The dying of Mahsa Jina Amini in September 2022 whereas in custody of the morality police sparked a worldwide rebellion—nevertheless it additionally underscored the legalisation of gender management within the Iranian state. In 2024 and 2025, the UN Truth-Discovering Mission on Iran concluded that the state’s authorized framework, together with felony penalties for dress-code violations and restrictions on girls’s political participation, constitutes a sustained equipment of repression. The Mission’s findings recommend that Iran’s insurance policies should not advert hoc however structural: the regulation itself is wielded to outline, include, and subordinate the position of girls in society.
The Iranian case complicates narratives that see gender apartheid solely in theocratic or extremist regimes. Right here, a complicated state employs regulation, surveillance, and policing to entrench gender hierarchies. The authorized scaffolding could differ in look from that of the Taliban, however the final result—systemic gender domination by design—is disturbingly related.

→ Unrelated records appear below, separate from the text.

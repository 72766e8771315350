//! Audit log

use openapi_client::{AuditEntry, Pagination};
use tracing::debug;

use crate::components::html::{escape, inline_error};
use crate::components::layout::{NavItem, Shell};
use crate::pages::{handle_load_error, pagination_footer, reload_button, PageContext, PageOutcome};
use crate::sync::filters::{AuditFilters, Filters};
use crate::sync::list_view::ListView;
use crate::utils::{format_timestamp, shorten_id};

pub const PATH: &str = "/audit";
pub const LOAD_ERROR: &str = "Falha ao carregar auditoria";

pub async fn page(ctx: PageContext<'_>, view: ListView<AuditFilters>) -> PageOutcome {
    let Some(token) = ctx.session.token() else {
        return PageOutcome::SignedOut {
            next: view.canonical_url(),
        };
    };

    debug!("Loading audit log: {}", view.canonical_url());

    match ctx.api.list_audit(&token, &view.params(ctx.page_size)).await {
        Ok(response) => match view.reconcile(response.pagination.total_pages) {
            Some(navigation) => PageOutcome::Navigate(navigation),
            None => PageOutcome::Render(render(&view, &response.data, &response.pagination, None)),
        },
        Err(e) => {
            let message = handle_load_error(ctx.session, &token, &e, LOAD_ERROR).await;
            if !ctx.session.is_authenticated() {
                return PageOutcome::SignedOut {
                    next: view.canonical_url(),
                };
            }
            PageOutcome::Render(render(&view, &[], &Pagination::default(), Some(&message)))
        }
    }
}

pub fn render(
    view: &ListView<AuditFilters>,
    items: &[AuditEntry],
    pagination: &Pagination,
    error: Option<&str>,
) -> String {
    let draft = &view.draft;
    let filters = format!(
        r#"<article class="panel"><h3>Filtros</h3><form class="filters" method="get" action="{PATH}/apply"><label>Actor<input name="actor" value="{}" placeholder="admin"></label><label>Action<input name="action" value="{}" placeholder="deployment.create"></label><label>Resource<input name="resource" value="{}" placeholder="deployment"></label><div class="filters__actions"><button type="submit">Aplicar</button><a class="button-link ghost" href="{}">Limpar</a></div></form></article>"#,
        escape(&draft.actor),
        escape(&draft.action),
        escape(&draft.resource),
        escape(view.clear().url()),
    );

    let rows: String = items
        .iter()
        .map(|entry| {
            format!(
                r#"<tr><td>{}</td><td>{}</td><td>{}</td><td class="mono">{}</td><td>{}</td></tr>"#,
                escape(&entry.actor),
                escape(&entry.action),
                escape(&entry.resource),
                escape(&shorten_id(&entry.resource_id, 12)),
                format_timestamp(entry.created_at.as_ref()),
            )
        })
        .collect();

    let table = format!(
        r#"<article class="panel"><div class="panel__header"><h3>Eventos</h3><span class="muted">{} registros</span></div><div class="table-wrap"><table><thead><tr><th>Actor</th><th>Action</th><th>Resource</th><th>Resource ID</th><th>Data</th></tr></thead><tbody>{}</tbody></table></div>{}</article>"#,
        pagination.total,
        rows,
        pagination_footer(
            view.page,
            pagination.page_count(),
            &view.page_url(view.page.saturating_sub(1).max(1)),
            &view.page_url(view.page.saturating_add(1)),
        ),
    );

    Shell::new("Audit Log", NavItem::Audit)
        .subtitle(view.filters.summary())
        .actions(reload_button(&format!("{}/reload", PATH), &view.canonical_url()))
        .render(&format!("{}{}{}", filters, inline_error(error), table))
}

#[cfg(test)]
mod tests {
    use super::*;

    #[test]
    fn test_render_entries() {
        let view = ListView::<AuditFilters>::from_query(PATH, Some("actor=admin&page=2"));
        let entry: AuditEntry = serde_json::from_value(serde_json::json!({
            "id": "a1",
            "actor": "admin",
            "action": "deployment.cancel",
            "resource": "deployment",
            "resource_id": "0b6f8a52-1d7e-4c1a",
            "created_at": "2025-03-01T08:05:09Z",
        }))
        .unwrap();
        let pagination = Pagination {
            page: 2,
            per_page: 20,
            total: 21,
            total_pages: 2,
        };
        let html = render(&view, &[entry], &pagination, None);

        assert!(html.contains("actor=admin"));
        assert!(html.contains("0b6f8a52-1d7..."));
        assert!(html.contains("2025-03-01 08:05:09 UTC"));
        assert!(html.contains("Pagina 2 de 2"));
        assert!(html.contains(r#"href="/audit?actor=admin">Anterior"#));
    }

    #[test]
    fn test_last_representable_page_renders_on_error() {
        let view = ListView::<AuditFilters>::from_query(PATH, Some("page=4294967295"));
        let html = render(&view, &[], &Pagination::default(), Some(LOAD_ERROR));
        assert!(html.contains("Pagina 4294967295 de 1"));
    }
}
//! Deployment models

use std::fmt;

use chrono::{DateTime, Utc};
use serde::{Deserialize, Serialize};

use super::null_as_default;

/// Deployment lifecycle status
#[derive(Debug, Clone, Copy, PartialEq, Eq, Hash, Serialize, Deserialize)]
#[serde(rename_all = "lowercase")]
pub enum DeploymentStatus {
    Scheduled,
    Active,
    Completed,
    Cancelled,
    #[serde(other)]
    Unknown,
}

impl DeploymentStatus {
    pub const FILTERABLE: [DeploymentStatus; 4] = [
        DeploymentStatus::Scheduled,
        DeploymentStatus::Active,
        DeploymentStatus::Completed,
        DeploymentStatus::Cancelled,
    ];

    pub fn as_str(&self) -> &'static str {
        match self {
            DeploymentStatus::Scheduled => "scheduled",
            DeploymentStatus::Active => "active",
            DeploymentStatus::Completed => "completed",
            DeploymentStatus::Cancelled => "cancelled",
            DeploymentStatus::Unknown => "unknown",
        }
    }

    /// Classify a status reported by the backend, ignoring case
    pub fn from_raw(value: &str) -> Self {
        match value.trim().to_lowercase().as_str() {
            "scheduled" => DeploymentStatus::Scheduled,
            "active" => DeploymentStatus::Active,
            "completed" => DeploymentStatus::Completed,
            "cancelled" => DeploymentStatus::Cancelled,
            _ => DeploymentStatus::Unknown,
        }
    }

    /// Cancellation is only accepted before the deployment has finished
    pub fn can_cancel(&self) -> bool {
        matches!(self, DeploymentStatus::Scheduled | DeploymentStatus::Active)
    }
}

impl fmt::Display for DeploymentStatus {
    fn fmt(&self, f: &mut fmt::Formatter<'_>) -> fmt::Result {
        f.write_str(self.as_str())
    }
}

/// An artifact rollout to a set of devices
#[derive(Debug, Clone, Serialize, Deserialize)]
pub struct Deployment {
    pub id: String,
    #[serde(default, deserialize_with = "null_as_default")]
    pub name: String,
    /// Status as reported, see [`Deployment::known_status`]
    #[serde(default, deserialize_with = "null_as_default")]
    pub status: String,
    #[serde(default, deserialize_with = "null_as_default")]
    pub artifact_id: String,
    #[serde(default)]
    pub created_at: Option<DateTime<Utc>>,
    #[serde(default)]
    pub started_at: Option<DateTime<Utc>>,
    #[serde(default)]
    pub finished_at: Option<DateTime<Utc>>,
    #[serde(default)]
    pub max_parallel: u32,
    #[serde(default, deserialize_with = "null_as_default")]
    pub target_device_ids: Vec<String>,
    #[serde(default, deserialize_with = "null_as_default")]
    pub target_device_tags: Vec<String>,
    #[serde(default, deserialize_with = "null_as_default")]
    pub target_device_types: Vec<String>,
}

impl Deployment {
    pub fn known_status(&self) -> DeploymentStatus {
        DeploymentStatus::from_raw(&self.status)
    }

    pub fn can_cancel(&self) -> bool {
        self.known_status().can_cancel()
    }
}

/// Join record between a deployment and one of its target devices
#[derive(Debug, Clone, Serialize, Deserialize)]
pub struct DeploymentDevice {
    pub id: String,
    #[serde(default, deserialize_with = "null_as_default")]
    pub device_id: String,
    /// Execution status as reported (pending, downloading, success, ...)
    #[serde(default, deserialize_with = "null_as_default")]
    pub status: String,
    #[serde(default)]
    pub attempts: u32,
    #[serde(default, deserialize_with = "null_as_default")]
    pub log: String,
}

/// Aggregate deployment counts
#[derive(Debug, Clone, Default, PartialEq, Eq, Serialize, Deserialize)]
pub struct DeploymentStats {
    #[serde(default)]
    pub total: u64,
    #[serde(default)]
    pub scheduled: u64,
    #[serde(default)]
    pub active: u64,
    #[serde(default)]
    pub completed: u64,
    #[serde(default)]
    pub cancelled: u64,
}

Saudi Arabia: Reform with out Dismantling
Saudi Arabia has made incremental reforms to its male guardianship system in recent times, lifting some journey restrictions and allowing girls to drive. Nevertheless, beneath the floor, a deeply embedded authorized regime of gender management persists. Girls nonetheless face authorized and sensible obstacles in accessing healthcare, marrying, or submitting authorized claims and not using a male guardian’s permission. Regardless of state narratives of modernisation, authorized infrastructure continues to mirror a worldview during which male authority over girls will not be solely normative however legally enforced.
Worldwide our bodies have famous that reforms in Saudi Arabia haven’t eradicated the gender-based authorized hierarchy, however merely softened its expression. The persistence of statutory guardianship, private standing legal guidelines favoring males, and gender-based restrictions within the justice system collectively kind a state-sponsored regime of inequality that limits girls’s autonomy not by the way, however structurally. On this means, Saudi Arabia illustrates how gender apartheid can endure even below the guise of reform, when the authorized basis of gender domination stays intact.
Conclusion
The examples of Afghanistan, Iran, and Saudi Arabia expose gender apartheid not as episodic abuse, however as a structural mode of governance. But with out codification, worldwide felony regulation stays silent within the face of systemic gender domination. The Rome Statute’s definition of apartheid should evolve past race to mirror up to date realities of oppression. Article 21(3) already requires gender-equal interpretation; codifying gender apartheid would fulfill that mandate and empower future ICC prosecutions. Simply as racial apartheid demanded authorized recognition to finish impunity, so too should gender apartheid be named, outlined, and prosecuted as against the law towards humanity below worldwide felony regulation.
Axana Soltan JD, LLM, MPP is a world lawyer specialising in worldwide felony regulation, human rights and gender justice, and is on the forefront of attempting to codify gender apartheid as against the law towards humanity. She is a Eisenhower Scholar (2025) on the College of Oxford, a Human Rights Fellow at Brown College, and presently serves as a Authorized Fellow on the UN Workplace of the Excessive Commissioner.